The report also identified three “main subjects” of the probe: Saudi diplomat and imam at the Los Angeles area’s King Fahd mosque Fahad al-Thumairy, suspected Saudi agent Omar al-Bayoumi and a third man who the report said had “tasked” them with helping the future hijackers. The third man’s name was also censored, although one year ago on President Trump’s initiative the name was released to the plaintiffs’ lawyers only. The name became public in May when it was inadvertently disclosed in FBI court filings. He is Mussaed al-Jarrah, a former Saudi Foreign Ministry official who worked at the Saudi embassy in Washington in 1999-2000.
In January, The New York Times disclosed the name of the probe, Operation Encore, and said it caused an internal rift within the FBI before it was shut down in 2016.
As the government has used the state secrets privilege to put a clamp on further disclosures from the October 2012 FBI report or about Operation Encore, the publicly available court records indicate that the kingdom has largely thwarted plaintiffs’ efforts to discover records about numerous Saudi officials working at its embassy in Washington, its Los Angeles Consulate and in Southern California as government salaried religious propagators and imams with diplomatic visas and passports in the immediate years before the terrorist attacks.
The kingdom has also objected to producing for deposition potential witnesses living in Saudi Arabia. It also insists that any depositions that are held must occur in Riyadh, Jeddah or remotely.
Still, plaintiffs’ lawyers indicated in a Wednesday letter that the court has decided to order the Saudis to produce at least some witnesses.

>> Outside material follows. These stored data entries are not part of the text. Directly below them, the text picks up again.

//! Type-resolver adapter over the external type system.
//!
//! Type references in resource documents come in three forms: a bare name
//! (`"long"`, `"com.example.Widget"`), an inline definition (a JSON
//! object), or an array-of reference (`{"type": "array", "items": ...}`).
//! The adapter canonicalizes a raw reference, delegates name resolution
//! to a [`TypeLookup`] collaborator, substitutes a typeref's native
//! override when one is declared, and memoizes results by canonical
//! reference text.
//!
//! The adapter never invents types: an unresolvable reference is an
//! error tagged with the offending reference string, which the driver
//! aggregates per resource.

use std::collections::HashMap;
use std::fmt;

use thiserror::Error;

/// A resolved target-language type descriptor.
///
/// ## Examples
///
/// ```
/// use restive_gen::resolver::RustType;
///
/// let plain = RustType::new("i64");
/// assert_eq!(plain.full_path(), "i64");
///
/// let record = RustType::with_path("Widget", "com::example");
/// assert_eq!(record.full_path(), "com::example::Widget");
///
/// let complex = RustType::generic_with_path(
///     "ComplexKey",
///     "restive_client",
///     vec![RustType::new("i64"), record],
/// );
/// assert_eq!(
///     complex.full_path(),
///     "restive_client::ComplexKey<i64, com::example::Widget>"
/// );
/// ```
#[derive(Debug, Clone, PartialEq)]
pub struct RustType {
    name: String,
    module_path: Option<String>,
    params: Vec<RustType>,
}

impl RustType {
    /// Creates a type with a bare name.
    pub fn new(name: impl Into<String>) -> Self {
        Self {
            name: name.into(),
            module_path: None,
            params: Vec::new(),
        }
    }

    /// Creates a type with a module path.
    pub fn with_path(name: impl Into<String>, module_path: impl Into<String>) -> Self {
        Self {
            name: name.into(),
            module_path: Some(module_path.into()),
            params: Vec::new(),
        }
    }

    /// Creates a generic type with the given parameters.
    pub fn generic(name: impl Into<String>, params: Vec<RustType>) -> Self {
        Self {
            name: name.into(),
            module_path: None,
            params,
        }
    }

    /// Creates a generic type with a module path.
    pub fn generic_with_path(
        name: impl Into<String>,
        module_path: impl Into<String>,
        params: Vec<RustType>,
    ) -> Self {
        Self {
            name: name.into(),
            module_path: Some(module_path.into()),
            params,
        }
    }

    /// The no-value marker type.
    pub fn unit() -> Self {
        Self::new("()")
    }

    /// Returns true for the no-value marker.
    pub fn is_unit(&self) -> bool {
        self.name == "()" && self.params.is_empty()
    }

    /// The unqualified type name.
    pub fn name(&self) -> &str {
        &self.name
    }

    /// The module path, if any.
    pub fn module_path(&self) -> Option<&str> {
        self.module_path.as_deref()
    }

    /// Generic parameters, empty for plain types.
    pub fn params(&self) -> &[RustType] {
        &self.params
    }

    /// The fully qualified type text, generic parameters included.
    pub fn full_path(&self) -> String {
        let base = match &self.module_path {
            Some(path) => format!("{}::{}", path, self.name),
            None => self.name.clone(),
        };
        if self.params.is_empty() {
            base
        } else {
            let rendered: Vec<String> = self.params.iter().map(RustType::full_path).collect();
            format!("{}<{}>", base, rendered.join(", "))
        }
    }
}

impl fmt::Display for RustType {
    fn fmt(&self, f: &mut fmt::Formatter<'_>) -> fmt::Result {
        write!(f, "{}", self.full_path())
    }
}

/// What the external type system knows about one named schema.
#[derive(Debug, Clone, PartialEq)]
pub enum ResolvedType {
    /// A structural schema resolved to a concrete type.
    Structural(RustType),
    /// A typeref alias, optionally carrying a native-type override that
    /// supersedes the underlying structural type.
    Alias {
        /// The aliased structural type.
        underlying: RustType,
        /// Explicit native type the alias binds to, if declared.
        native: Option<RustType>,
    },
}

/// The external type system the adapter delegates name resolution to.
pub trait TypeLookup {
    /// Resolves a schema name, or `None` when the name is unknown.
    fn resolve(&self, name: &str) -> Option<ResolvedType>;
}

/// Default [`TypeLookup`]: the primitive table, explicitly registered
/// schemas and typerefs, and derivation for namespace-qualified record
/// names.
#[derive(Debug, Clone, Default)]
pub struct TypeRegistry {
    registered: HashMap<String, ResolvedType>,
}

impl TypeRegistry {
    /// Creates a registry with only the primitive table.
    pub fn new() -> Self {
        Self::default()
    }

    /// Registers a structural schema under `name`.
    pub fn register(&mut self, name: impl Into<String>, ty: RustType) {
        self.registered
            .insert(name.into(), ResolvedType::Structural(ty));
    }

    /// Registers a typeref alias, optionally with a native override.
    pub fn register_typeref(
        &mut self,
        name: impl Into<String>,
        underlying: RustType,
        native: Option<RustType>,
    ) {
        self.registered
            .insert(name.into(), ResolvedType::Alias { underlying, native });
    }

    fn primitive(name: &str) -> Option<RustType> {
        let ty = match name {
            "int" => RustType::new("i32"),
            "long" => RustType::new("i64"),
            "float" => RustType::new("f32"),
            "double" => RustType::new("f64"),
            "boolean" => RustType::new("bool"),
            "string" => RustType::new("String"),
            "bytes" => RustType::generic("Vec", vec![RustType::new("u8")]),
            _ => return None,
        };
        Some(ty)
    }

    /// Derives a descriptor for a namespace-qualified record name:
    /// `com.example.Widget` becomes `com::example::Widget`.
    fn derive_qualified(name: &str) -> Option<RustType> {
        let (namespace, type_name) = name.rsplit_once('.')?;
        if namespace.is_empty() || type_name.is_empty() {
            return None;
        }
        Some(RustType::with_path(
            type_name,
            namespace.replace('.', "::"),
        ))
    }
}

impl TypeLookup for TypeRegistry {
    fn resolve(&self, name: &str) -> Option<ResolvedType> {
        if let Some(resolved) = self.registered.get(name) {
            return Some(resolved.clone());
        }
        if let Some(primitive) = Self::primitive(name) {
            return Some(ResolvedType::Structural(primitive));
        }
        Self::derive_qualified(name).map(ResolvedType::Structural)
    }
}

/// A reference the type system could not resolve.
#[derive(Debug, Clone, PartialEq, Error)]
#[error("failed to resolve type reference '{reference}': {detail}")]
pub struct TypeResolutionError {
    /// The offending reference text.
    pub reference: String,
    /// What went wrong.
    pub detail: String,
}

impl TypeResolutionError {
    fn new(reference: &str, detail: impl Into<String>) -> Self {
        Self {
            reference: reference.to_string(),
            detail: detail.into(),
        }
    }
}

/// The resolver adapter: canonicalization, delegation, override
/// substitution, memoization.
pub struct TypeResolver<'a> {
    lookup: &'a dyn TypeLookup,
    cache: HashMap<String, RustType>,
}

impl<'a> TypeResolver<'a> {
    /// Creates a resolver over the given type system.
    pub fn new(lookup: &'a dyn TypeLookup) -> Self {
        Self {
            lookup,
            cache: HashMap::new(),
        }
    }

    /// Resolves a raw type reference to a type descriptor.
    ///
    /// ## Errors
    ///
    /// Returns [`TypeResolutionError`] tagged with the reference text when
    /// the reference is empty, malformed, or names an unknown type.
    pub fn resolve_ref(&mut self, raw: &str) -> Result<RustType, TypeResolutionError> {
        let canonical = raw.trim();
        if canonical.is_empty() {
            return Err(TypeResolutionError::new(raw, "empty type reference"));
        }
        if let Some(hit) = self.cache.get(canonical) {
            return Ok(hit.clone());
        }

        let resolved = self.resolve_uncached(canonical)?;
        self.cache
            .insert(canonical.to_string(), resolved.clone());
        Ok(resolved)
    }

    fn resolve_uncached(&mut self, canonical: &str) -> Result<RustType, TypeResolutionError> {
        if canonical.starts_with('{') || canonical.starts_with('"') {
            let value: serde_json::Value = serde_json::from_str(canonical)
                .map_err(|e| TypeResolutionError::new(canonical, e.to_string()))?;
            self.resolve_inline(canonical, &value)
        } else {
            self.resolve_name(canonical)
        }
    }

    fn resolve_inline(
        &mut self,
        reference: &str,
        value: &serde_json::Value,
    ) -> Result<RustType, TypeResolutionError> {
        match value {
            serde_json::Value::String(name) => self.resolve_name(name),
            serde_json::Value::Object(definition) => {
                let type_tag = definition
                    .get("type")
                    .and_then(|t| t.as_str())
                    .ok_or_else(|| {
                        TypeResolutionError::new(reference, "inline definition has no 'type'")
                    })?;
                match type_tag {
                    "array" => {
                        let items = definition.get("items").ok_or_else(|| {
                            TypeResolutionError::new(reference, "array reference has no 'items'")
                        })?;
                        let item = self.resolve_inline(reference, items)?;
                        Ok(RustType::generic("Vec", vec![item]))
                    }
                    "typeref" => {
                        let underlying = definition.get("ref").ok_or_else(|| {
                            TypeResolutionError::new(reference, "typeref has no 'ref'")
                        })?;
                        let underlying = self.resolve_inline(reference, underlying)?;
                        let native = definition
                            .get("native")
                            .and_then(|n| n.as_str())
                            .map(parse_native_path);
                        Ok(native.unwrap_or(underlying))
                    }
                    _ => {
                        // Named inline definition (record, enum, fixed):
                        // resolve by its qualified name.
                        let name = definition
                            .get("name")
                            .and_then(|n| n.as_str())
                            .ok_or_else(|| {
                                TypeResolutionError::new(
                                    reference,
                                    "inline definition has no 'name'",
                                )
                            })?;
                        let qualified = match definition.get("namespace").and_then(|n| n.as_str())
                        {
                            Some(namespace) => format!("{}.{}", namespace, name),
                            None => name.to_string(),
                        };
                        self.resolve_name(&qualified)
                    }
                }
            }
            _ => Err(TypeResolutionError::new(
                reference,
                "reference must be a string or an object",
            )),
        }
    }

    fn resolve_name(&self, name: &str) -> Result<RustType, TypeResolutionError> {
        match self.lookup.resolve(name) {
            Some(ResolvedType::Structural(ty)) => Ok(ty),
            Some(ResolvedType::Alias { underlying, native }) => Ok(native.unwrap_or(underlying)),
            None => Err(TypeResolutionError::new(name, "unknown type")),
        }
    }
}

/// Parses a native override path like `chrono::DateTime` into a descriptor.
fn parse_native_path(path: &str) -> RustType {
    match path.rsplit_once("::") {
        Some((module, name)) => RustType::with_path(name, module),
        None => RustType::new(path),
    }
}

The letter says the court issued an Aug. 27 order, which is sealed and not docketed as of this writing, seeking a one-week extension to file any motion for reconsideration or objections to the order.
“Plaintiffs are awaiting responses from the Kingdom as to whether several witnesses discussed in the Court’s Order will be produced for deposition, but the Kingdom has indicated it is not yet in a position to respond to those inquiries,” the Sept. 9 letter says.
Who those witnesses are is not known.